WHAT IS REQUIRED
Below is a listing; repeat exactly the lines from the one containing "EMA nudge of" to the one containing "so the compute", both included.

DATASET CONTENT

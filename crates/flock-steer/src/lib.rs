//! `flock-steer`: turns a neighbor set into one steering force.
//!
//! # Crate layout
//!
//! | Module       | Contents                                                          |
//! |--------------|-------------------------------------------------------------------|
//! | [`steering`] | `separation`, `alignment`, `cohesion`, `seek`, `SteeringForces`, `aggregate` |
//! | [`adaptive`] | `AdaptiveConfig`, `SteeringMemory`: EMA nudge of the final force  |
//!
//! Every function here is pure and reads only the querying agent's own state
//! plus its [`Neighbor`](flock_spatial::Neighbor) snapshot, so the compute
//! phase can evaluate agents in any order or in parallel.
//!
//! Entries of a neighbor slice with `valid == false` are ignored everywhere,
//! so a full [`NeighborBuffer::slots`](flock_spatial::NeighborBuffer::slots)
//! can be passed as-is.

pub mod adaptive;
pub mod steering;


pub use adaptive::{AdaptiveConfig, SteeringMemory};
pub use steering::{SEPARATION_EPSILON, SteeringForces, aggregate, alignment, cohesion, seek, separation};
//! `flock-sim`: tick loop orchestrator for the flock engine.
//!
//! # Two-phase tick
//!
//! ```text
//! tick(dt):
//!   ① Rebuild : index every agent's position (frozen snapshot).
//!   ② Compute : per active agent: query neighbors, aggregate steering,
//!               optional adaptive nudge.  Reads the snapshot only
//!               (parallel with the `parallel` feature).
//!   ③ Apply   : per active agent: integrate its own force under the
//!               max-speed clamp (parallel with the `parallel` feature).
//!   ④ Target  : advance the global target refresh timer.
//!   ⑤ Clock   : advance tick counter and simulated time.
//!   ⑥ Observe : on_tick_end with a TickSample; on_snapshot at intervals.
//! ```
//!
//! No position changes until every agent's force for the tick is known, so
//! results do not depend on evaluation order.
//!
//! # Lifecycle
//!
//! `Idle → Running ⇄ Paused → Stopped`.  [`Flock::tick`] starts an idle
//! flock, does nothing while paused, and fails once stopped.  Registration,
//! configuration and target changes are accepted in every state; they take
//! `&mut self`, so they can never overlap a tick.
//!
//! # Cargo features
//!
//! | Feature    | Effect                                                  |
//! |------------|---------------------------------------------------------|
//! | `parallel` | Runs the compute and apply phases on Rayon's pool.      |
//! | `fx-hash`  | FxHash for the id registry and grid buckets.            |
//! | `serde`    | Derives `Serialize`/`Deserialize` on config and samples. |
//!
//! # Quick-start
//!
//! ```rust
//! use flock_core::{AgentConfig, Vec3};
//! use flock_sim::{FlockBuilder, FlockConfig, GlobalTarget};
//!
//! let mut flock = FlockBuilder::new(FlockConfig::default())
//!     .scatter(200, Vec3::ZERO, 50.0, AgentConfig::default())
//!     .target(GlobalTarget::Fixed(Vec3::new(100.0, 0.0, 0.0)))
//!     .build()?;
//! for _ in 0..10 {
//!     flock.tick(1.0 / 60.0)?;
//! }
//! assert_eq!(flock.clock().current_tick.0, 10);
//! # Ok::<(), flock_sim::SimError>(())
//! ```

pub mod builder;
pub mod config;
pub mod error;
pub mod observer;
pub mod perf;
pub mod sim;
pub mod state;
pub mod target;

#[cfg(test)]
mod tests;

pub use builder::FlockBuilder;
pub use config::FlockConfig;
pub use error::{SimError, SimResult};
pub use observer::{FlockObserver, NoopObserver, TickSample};
pub use perf::PerfRecorder;
pub use sim::Flock;
pub use state::SimState;
pub use target::{GlobalTarget, TargetSource};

FINISHED EXERCISE
//! | [`adaptive`] | `AdaptiveConfig`, `SteeringMemory`: EMA nudge of the final force  |
//!
//! Every function here is pure and reads only the querying agent's own state
//! plus its [`Neighbor`](flock_spatial::Neighbor) snapshot, so the compute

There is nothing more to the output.